Hanane Karimi, doctorante en sociologie et initiatrice du mouvement féministe « Les femmes dans la mosquée », dénonce « les procédures patriarcales mais aussi l’impossibilité pour les jeunes de se reconnaître dans la gestion des anciens ». Structurer une communauté suppose de s’engager en faveur de l’organisation du culte. « Si les citoyens musulmans ne s’engagent pas pour gérer leur culte, rien ne se passera. Gérer une mosquée, c’est une forme d’engagement à part entière, tout comme se faire élire dans une association de parents d’élèves ! », martèle Yassin Lamaoui.

Rupture générationnelle

Autre pierre d’achoppement, la question générationnelle. Ces dernières années, différents conflits locaux ont éclaté entre anciens et jeunes musulmans. La raison ? La volonté des plus jeunes de s’approprier la gestion du culte et d’en finir avec le paternalisme de certains élus locaux. A Saint-Gratien (Val d’Oise), une lutte s’est engagée en 2011 entre l’association des musulmans de la ville, créée dans les années 1980, et celle fondée par une poignée de jeunes musulmans de la ville. Ces derniers reprochent à leurs aînés de « se faire manipuler par la mairie au sujet de l’ouverture d’une salle de prières… », confie l’un des protagonistes.

Si, depuis, la situation s’est apaisée, la rupture générationnelle est un fait avéré dans la communauté. « Les anciens n’ont pas su passer le relais aux jeunes Français. L’islam de France est toujours aux mains des primo-migrants », remarque Marongiu-Perria.

Une situation qui évolue un peu au forceps mais qui semble être un passage obligé.
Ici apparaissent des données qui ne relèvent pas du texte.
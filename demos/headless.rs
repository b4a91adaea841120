//! Renders a map offscreen: mounts a view, drags it, zooms in with the wheel,
//! waits for tiles and writes the result to a PNG.
//!
//! ```text
//! RUST_LOG=offline_map=debug cargo run --example headless -- out.png
//! ```

use anyhow::Context;
use offline_map::prelude::*;

const CANVAS: Size = Size {
    width: 1024,
    height: 768,
};

/// Paints finished loads until nothing is pending or `budget` runs out
fn settle(map: &mut MapView, surface: &mut RasterSurface, budget: Duration) -> TilePoll {
    let deadline = Instant::now() + budget;
    let mut total = TilePoll::default();
    while map.cache().has_pending() && Instant::now() < deadline {
        // Loads run on the other workers while this one waits on the channel
        let poll = tokio::task::block_in_place(|| {
            map.wait_tiles(surface, Duration::from_millis(50))
        });
        total.painted += poll.painted;
        total.suppressed += poll.suppressed;
        total.failed += poll.failed;
    }
    total
}

/// Feeds queued events through the map until the wheel debounce has fired
async fn run_gesture(map: &mut MapView, surface: &mut RasterSurface, events: Vec<InputEvent>) {
    for event in events {
        map.queue_event(event);
    }
    map.process_events(surface, Instant::now());
    while let Some(deadline) = map.next_deadline() {
        tokio::time::sleep(deadline.saturating_duration_since(Instant::now())).await;
        map.process_events(surface, Instant::now());
    }
}

#[tokio::main]
async fn main() -> anyhow::Result<()> {
    env_logger::init();
    let output = std::env::args()
        .nth(1)
        .unwrap_or_else(|| "offline-map.png".to_string());

    let store = Arc::new(MemoryStore::open("headless"));
    let mut map = MapBuilder::new()
        .with_center(LatLng::new(49.2827, -123.1207))
        .with_zoom(12)
        .with_lines(vec![MapLine::new(vec![
            LatLng::new(49.2827, -123.1207),
            LatLng::new(49.2609, -123.1139),
            LatLng::new(49.2488, -123.0016),
        ])
        .with_color(Color::from_hex("#1f6feb")?)])
        .with_fetcher(Arc::new(HttpFetcher))
        .with_store(store.clone())
        .build()
        .context("building map")?;

    let mut surface = RasterSurface::new(CANVAS);
    let frame = map.mount(&mut surface, CANVAS);
    println!(
        "mounted at {} ({} tiles requested)",
        map.camera().coordinate_readout(),
        frame.requested
    );
    let poll = settle(&mut map, &mut surface, Duration::from_secs(10));
    println!("painted {} tiles, {} failed", poll.painted, poll.failed);

    run_gesture(
        &mut map,
        &mut surface,
        vec![
            InputEvent::pointer_down(512.0, 384.0),
            InputEvent::pointer_move(452.0, 404.0),
            InputEvent::PointerUp,
        ],
    )
    .await;

    run_gesture(
        &mut map,
        &mut surface,
        vec![InputEvent::wheel(-120.0), InputEvent::wheel(-120.0)],
    )
    .await;
    let poll = settle(&mut map, &mut surface, Duration::from_secs(10));
    println!(
        "now at {}: painted {}, dropped {} stale",
        map.camera().coordinate_readout(),
        poll.painted,
        poll.suppressed
    );

    let stats = map.cache().stats();
    println!(
        "cache: {} loaded, {} failed, {} network fetches, {} in store",
        stats.loaded,
        stats.failed,
        stats.network_fetches,
        store.len()
    );

    surface
        .save(&output)
        .with_context(|| format!("writing {output}"))?;
    println!("wrote {output}");
    Ok(())
}
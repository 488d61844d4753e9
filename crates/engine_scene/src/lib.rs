//! # engine_scene
//!
//! Built-in scene components and the Systems that sit on the boundary between
//! the ECS core and the engine services it feeds.
//!
//! - [`TransformComponent`], [`BoundingBoxComponent`], [`MeshComponent`],
//!   [`AudioComponent`], [`RigidBodyComponent`], [`PhysicsMaterial`],
//!   [`ScriptComponent`].
//! - [`BoundingBoxSystem`] keeps world-space bounds current.
//! - [`PhysicsSystem`] drives a [`PhysicsBackend`] and writes results back.
//! - [`AudioSystem`] advances playback and attenuation.
//! - [`RenderProxySystem`] publishes immutable [`RenderProxyFrame`]s.
//!
//! Call [`register_builtin_components`] on the registry before building any
//! entity manager.

pub mod audio;
pub mod bounds;
pub mod physics;
pub mod render;
pub mod script;
pub mod transform;

use engine_component::{ComponentFlags, ComponentRegistry, EcsError, EntityTag};

// Re-export glam types for convenience.
pub use glam::{Mat4, Quat, Vec3};

pub use audio::{AudioComponent, AudioSystem};
pub use bounds::{Aabb, BoundingBoxComponent, BoundingBoxSystem};
pub use physics::{
    BodyKind, BodyState, EulerBackend, PhysicsBackend, PhysicsMaterial, PhysicsSystem,
    RigidBodyComponent,
};
pub use render::{
    MeshComponent, RenderProxy, RenderProxyFrame, RenderProxyHandoff, RenderProxySystem,
};
pub use script::{ScriptComponent, ScriptFlags};
pub use transform::TransformComponent;

/// Register every built-in component type and every tag.
///
/// # Errors
///
/// [`EcsError::DuplicateRegistration`] if one of the names is already taken
/// by a different type.
pub fn register_builtin_components(registry: &ComponentRegistry) -> Result<(), EcsError> {
    let persistent = ComponentFlags::SERIALIZABLE;
    registry.register::<TransformComponent>(persistent)?;
    registry.register::<BoundingBoxComponent>(persistent)?;
    registry.register::<MeshComponent>(persistent)?;
    registry.register::<AudioComponent>(persistent)?;
    registry.register::<RigidBodyComponent>(persistent)?;
    registry.register::<PhysicsMaterial>(persistent)?;
    registry.register::<ScriptComponent>(persistent)?;
    EntityTag::register_all(registry)?;
    Ok(())
}

#[cfg(test)]
mod tests {
    use std::sync::Arc;

    use engine_component::Component;
    use engine_system::{EntityManager, ExecutionMode};

    use super::*;

    #[test]
    fn test_registration_is_idempotent() {
        let registry = ComponentRegistry::new();
        register_builtin_components(&registry).unwrap();
        let count = registry.len();
        register_builtin_components(&registry).unwrap();
        assert_eq!(registry.len(), count);
        assert!(registry.contains(TransformComponent::component_type_id()));
    }

    #[test]
    fn test_scene_roundtrip_through_registry() {
        let registry = ComponentRegistry::new();
        register_builtin_components(&registry).unwrap();
        let mut world = EntityManager::new(Arc::new(registry));

        let e = world.create_entity();
        world
            .add_component(e, TransformComponent::from_position(Vec3::new(1.0, 2.0, 3.0)))
            .unwrap();
        world.add_component(e, ScriptComponent::new("door.hyp")).unwrap();
        world.add_tag(e, EntityTag::LightmapElement).unwrap();

        let snapshot = world.serialize_entity(e).unwrap();
        let copy = world.deserialize_entity(&snapshot).unwrap();
        assert_eq!(
            *world.get_component::<TransformComponent>(copy).unwrap(),
            TransformComponent::from_position(Vec3::new(1.0, 2.0, 3.0))
        );
        assert_eq!(
            world.get_component::<ScriptComponent>(copy).unwrap().asset_path,
            "door.hyp"
        );
        assert!(world.has_tag(copy, EntityTag::LightmapElement));
    }

    #[test]
    fn test_full_frame_pipeline_parallel() {
        let registry = ComponentRegistry::new();
        register_builtin_components(&registry).unwrap();
        let mut world = EntityManager::new(Arc::new(registry));
        world.set_execution_mode(ExecutionMode::Parallel { max_workers: 4 });

        let handoff = RenderProxyHandoff::new();
        world.add_system(RenderProxySystem::new(handoff.clone()));
        world.add_system(BoundingBoxSystem::new());
        world.add_system(AudioSystem::new());
        world.add_system(PhysicsSystem::new(EulerBackend {
            gravity: Vec3::ZERO,
        }));

        // Physics writes transforms, which everything else reads.
        let order = world.execution_order();
        assert_eq!(order[0], "physics");
        let stages = world.execution_stages();
        assert_eq!(stages[0], vec!["physics".to_string()]);

        let e = world.create_entity();
        world.add_component(e, TransformComponent::IDENTITY).unwrap();
        world
            .add_component(
                e,
                RigidBodyComponent {
                    kind: BodyKind::Kinematic,
                    velocity: Vec3::new(0.0, 0.0, 4.0),
                    ..RigidBodyComponent::default()
                },
            )
            .unwrap();
        world.add_component(e, PhysicsMaterial::default()).unwrap();
        world.add_component(e, MeshComponent::default()).unwrap();
        world
            .add_component(
                e,
                BoundingBoxComponent::new(Aabb::from_center_extents(Vec3::ZERO, Vec3::ONE)),
            )
            .unwrap();

        for _ in 0..4 {
            assert!(world.update(0.25).is_clean());
        }

        let frame = handoff.latest().unwrap();
        assert_eq!(frame.tick_id, 4);
        let proxy = frame.proxy(e).unwrap();
        assert_eq!(proxy.model.w_axis.z, 4.0);
        assert_eq!(proxy.world_aabb.center(), Vec3::new(0.0, 0.0, 4.0));
    }
}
Pour le sociologue, « il est urgent que les Français musulmans développent un regard français sur l’islam ». Et de pointer la déculturation en marche dans certains groupes comme le Tabligh. « Au lieu d’une acculturation à la culture française, il y a une tendance à l’arabisation, visible au niveau vestimentaire ou même dans le choix des noms de mosquées… ».